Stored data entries
//! Structured runtime events
//!
//! The supervisor publishes these fire-and-forget; sinks must never block
//! the loop.

use rust_decimal::Decimal;

use crate::coordination::CircuitState;
use crate::domain::{Order, SupervisorState};

/// Outcome of an agent decision for event reporting
#[derive(Debug, Clone)]
pub enum DecisionOutcome {
    Executed {
        fill_price: Decimal,
        filled_quantity: Decimal,
    },
    Rejected {
        reason: String,
    },
    Failed {
        reason: String,
    },
}

impl DecisionOutcome {
    pub fn as_str(&self) -> &'static str {
        match self {
            DecisionOutcome::Executed { .. } => "executed",
            DecisionOutcome::Rejected { .. } => "rejected",
            DecisionOutcome::Failed { .. } => "failed",
        }
    }
}

/// Events emitted by the runtime core
#[derive(Debug, Clone)]
pub enum RuntimeEvent {
    /// An agent produced (or failed to produce) an executable decision
    Decision {
        agent_id: String,
        market_id: String,
        order: Option<Order>,
        outcome: DecisionOutcome,
    },
    /// A resource or performance threshold was breached
    Warning { source: String, message: String },
    /// A collaborator circuit changed state
    CircuitStateChange {
        collaborator: String,
        from: CircuitState,
        to: CircuitState,
    },
    /// The supervisor state machine advanced
    Lifecycle {
        from: SupervisorState,
        to: SupervisorState,
    },
}

/// Sink for runtime events. Implementations must be non-blocking.
pub trait EventSink: Send + Sync {
    fn publish(&self, event: RuntimeEvent);
}

/// Default sink: structured tracing output
#[derive(Debug, Default)]
pub struct LogSink;

impl EventSink for LogSink {
    fn publish(&self, event: RuntimeEvent) {
        match event {
            RuntimeEvent::Decision {
                agent_id,
                market_id,
                order,
                outcome,
            } => match &outcome {
                DecisionOutcome::Executed {
                    fill_price,
                    filled_quantity,
                } => {
                    tracing::info!(
                        agent_id = %agent_id,
                        market_id = %market_id,
                        side = order.as_ref().map(|o| o.side.as_str()),
                        %fill_price,
                        %filled_quantity,
                        outcome = outcome.as_str(),
                        "decision"
                    );
                }
                DecisionOutcome::Rejected { reason } | DecisionOutcome::Failed { reason } => {
                    tracing::warn!(
                        agent_id = %agent_id,
                        market_id = %market_id,
                        reason = %reason,
                        outcome = outcome.as_str(),
                        "decision"
                    );
                }
            },
            RuntimeEvent::Warning { source, message } => {
                tracing::warn!(source = %source, "{}", message);
            }
            RuntimeEvent::CircuitStateChange {
                collaborator,
                from,
                to,
            } => {
                tracing::warn!(collaborator = %collaborator, %from, %to, "circuit state change");
            }
            RuntimeEvent::Lifecycle { from, to } => {
                tracing::info!(%from, %to, "supervisor state change");
            }
        }
    }
}
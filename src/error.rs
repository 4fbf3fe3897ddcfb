use std::time::Duration;

use thiserror::Error;

/// Main error type for the agent runtime
#[derive(Error, Debug)]
pub enum HelmsmanError {
    // Configuration errors
    #[error("Configuration error: {0}")]
    Config(#[from] config::ConfigError),

    #[error("Invalid configuration: {0}")]
    Configuration(String),

    // Collaborator errors (classified at the adapter boundary)
    #[error("Transient collaborator failure: {0}")]
    Transient(String),

    #[error("Rejected: {0}")]
    Rejected(String),

    #[error("Prediction confidence too low: {0}")]
    LowConfidence(String),

    // Circuit breaker short-circuit
    #[error("Circuit open for {collaborator}, retry in {retry_in:?}")]
    CircuitOpen {
        collaborator: String,
        retry_in: Duration,
    },

    // Resource supervision
    #[error("Resource exhaustion: {0}")]
    ResourceExhaustion(String),

    // Market data errors
    #[error("Invalid market data: {0}")]
    InvalidMarketData(String),

    // State machine errors
    #[error("Invalid state transition: from {from} to {to}")]
    InvalidStateTransition { from: String, to: String },

    // IO errors
    #[error("IO error: {0}")]
    Io(#[from] std::io::Error),

    // Serialization errors
    #[error("JSON serialization error: {0}")]
    Json(#[from] serde_json::Error),

    #[error("Operation cancelled")]
    Cancelled,

    // Generic errors
    #[error("Internal error: {0}")]
    Internal(String),

    #[error("{0}")]
    Other(#[from] anyhow::Error),
}

impl HelmsmanError {
    /// Whether this error should count as a circuit breaker failure.
    ///
    /// Rejections and low-confidence predictions are valid collaborator
    /// answers, not faults; cancellation is our own doing.
    pub fn is_transient(&self) -> bool {
        matches!(self, HelmsmanError::Transient(_))
    }
}

impl From<reqwest::Error> for HelmsmanError {
    fn from(err: reqwest::Error) -> Self {
        // Transport-level failures (connect, timeout, body) are retryable.
        // Adapters map status-code rejections explicitly before this kicks in.
        HelmsmanError::Transient(err.to_string())
    }
}

/// Result type alias for HelmsmanError
pub type Result<T> = std::result::Result<T, HelmsmanError>;
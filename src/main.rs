use std::path::PathBuf;
use std::process::ExitCode;
use std::sync::Arc;

use clap::Parser;
use tracing::{error, info};
use tracing_subscriber::EnvFilter;
use zeroize::Zeroizing;

use helmsman::config::LoggingConfig;
use helmsman::{
    install_signal_handlers, AlloraClient, AppConfig, BlockchainClient, CircuitBreaker,
    CircuitBreakerConfig, Clock, EventSink, IndexerClient, LogSink, MomentumAgent,
    MomentumAgentConfig, Predictor, ProcStatusSampler, ResourceMonitor, ShutdownController,
    Supervisor, SupervisorConfig, SystemClock,
};

#[derive(Parser, Debug)]
#[command(
    name = "helmsman",
    about = "Risk-bounded autonomous trading agent runtime",
    version
)]
struct Cli {
    /// Configuration directory
    #[arg(long, default_value = "config")]
    config_dir: PathBuf,

    /// Signing key authorizing order submission. Prefer the environment
    /// variable over the flag so the key stays out of shell history.
    #[arg(long, env = "HELMSMAN_SIGNING_KEY", hide_env_values = true)]
    signing_key: String,
}

#[tokio::main]
async fn main() -> ExitCode {
    let mut cli = Cli::parse();
    let signing_key = Zeroizing::new(std::mem::take(&mut cli.signing_key));

    let config = match AppConfig::load_from(&cli.config_dir) {
        Ok(config) => config,
        Err(e) => {
            eprintln!("configuration error: {e}");
            return ExitCode::from(2);
        }
    };

    let _log_guard = init_logging(&config.logging);

    if let Err(errors) = config.validate() {
        for e in &errors {
            error!("invalid configuration: {}", e);
        }
        return ExitCode::from(2);
    }

    info!(
        markets = config.markets.len(),
        network = %config.indexer.network,
        "starting helmsman"
    );

    match run(config, signing_key).await {
        Ok(()) => {
            info!("shutdown complete");
            ExitCode::SUCCESS
        }
        Err(e) => {
            error!("fatal error: {}", e);
            ExitCode::FAILURE
        }
    }
}

async fn run(config: AppConfig, signing_key: Zeroizing<String>) -> helmsman::Result<()> {
    let clock: Arc<dyn Clock> = Arc::new(SystemClock::new());
    let events: Arc<dyn EventSink> = Arc::new(LogSink);

    let indexer: Arc<dyn BlockchainClient> = Arc::new(IndexerClient::new(
        config.indexer.base_url.as_str(),
        config.indexer.request_timeout(),
        signing_key,
    )?);
    let predictor: Arc<dyn Predictor> = Arc::new(AlloraClient::new(
        config.predictor.base_url.as_str(),
        config.predictor.api_key.as_str(),
        config.predictor.model_id.as_str(),
        config.predictor.request_timeout(),
    )?);

    let breaker = CircuitBreaker::new(
        CircuitBreakerConfig {
            failure_threshold: config.supervisor.max_consecutive_failures,
            backoff: config.supervisor.backoff(),
        },
        clock.clone(),
    );
    let monitor = ResourceMonitor::new(
        config.resources.monitor_config(),
        Box::new(ProcStatusSampler),
    );

    let controller = Arc::new(ShutdownController::new());
    install_signal_handlers(controller.clone());

    let mut supervisor = Supervisor::new(
        SupervisorConfig {
            tick_interval: config.supervisor.tick_interval(),
            agent_timeout: config.supervisor.agent_timeout(),
            drain_grace: config.supervisor.drain_grace(),
        },
        breaker,
        monitor,
        events,
        controller.token(),
    );

    for market in &config.markets {
        let agent = MomentumAgent::new(
            MomentumAgentConfig {
                market: market.clone(),
                min_confidence: config.predictor.min_confidence,
                horizon: config.predictor.horizon(),
                history_lookback: config.indexer.history_lookback(),
            },
            indexer.clone(),
            predictor.clone(),
            clock.clone(),
        );
        supervisor.register_agent(Box::new(agent));
    }

    supervisor.run().await
}

fn init_logging(config: &LoggingConfig) -> Option<tracing_appender::non_blocking::WorkerGuard> {
    let filter = EnvFilter::try_from_default_env()
        .unwrap_or_else(|_| EnvFilter::new(format!("info,helmsman={}", config.level)));

    match &config.directory {
        Some(directory) => {
            let appender = tracing_appender::rolling::daily(directory, "helmsman.log");
            let (writer, guard) = tracing_appender::non_blocking(appender);
            if config.json {
                tracing_subscriber::fmt()
                    .with_env_filter(filter)
                    .with_writer(writer)
                    .json()
                    .init();
            } else {
                tracing_subscriber::fmt()
                    .with_env_filter(filter)
                    .with_writer(writer)
                    .with_ansi(false)
                    .init();
            }
            Some(guard)
        }
        None => {
            if config.json {
                tracing_subscriber::fmt().with_env_filter(filter).json().init();
            } else {
                tracing_subscriber::fmt()
                    .with_env_filter(filter)
                    .with_target(true)
                    .with_thread_ids(false)
                    .with_file(false)
                    .with_line_number(false)
                    .init();
            }
            None
        }
    }
}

• ACTIVITY
Restate, word for word and with nothing added, the lines from the beginning of the records above through the line that contains "pub struct LogSink;".

• YOUR RESPONSE
//! Structured runtime events
//!
//! The supervisor publishes these fire-and-forget; sinks must never block
//! the loop.

use rust_decimal::Decimal;

use crate::coordination::CircuitState;
use crate::domain::{Order, SupervisorState};

/// Outcome of an agent decision for event reporting
#[derive(Debug, Clone)]
pub enum DecisionOutcome {
    Executed {
        fill_price: Decimal,
        filled_quantity: Decimal,
    },
    Rejected {
        reason: String,
    },
    Failed {
        reason: String,
    },
}

impl DecisionOutcome {
    pub fn as_str(&self) -> &'static str {
        match self {
            DecisionOutcome::Executed { .. } => "executed",
            DecisionOutcome::Rejected { .. } => "rejected",
            DecisionOutcome::Failed { .. } => "failed",
        }
    }
}

/// Events emitted by the runtime core
#[derive(Debug, Clone)]
pub enum RuntimeEvent {
    /// An agent produced (or failed to produce) an executable decision
    Decision {
        agent_id: String,
        market_id: String,
        order: Option<Order>,
        outcome: DecisionOutcome,
    },
    /// A resource or performance threshold was breached
    Warning { source: String, message: String },
    /// A collaborator circuit changed state
    CircuitStateChange {
        collaborator: String,
        from: CircuitState,
        to: CircuitState,
    },
    /// The supervisor state machine advanced
    Lifecycle {
        from: SupervisorState,
        to: SupervisorState,
    },
}

/// Sink for runtime events. Implementations must be non-blocking.
pub trait EventSink: Send + Sync {
    fn publish(&self, event: RuntimeEvent);
}

/// Default sink: structured tracing output
#[derive(Debug, Default)]
pub struct LogSink;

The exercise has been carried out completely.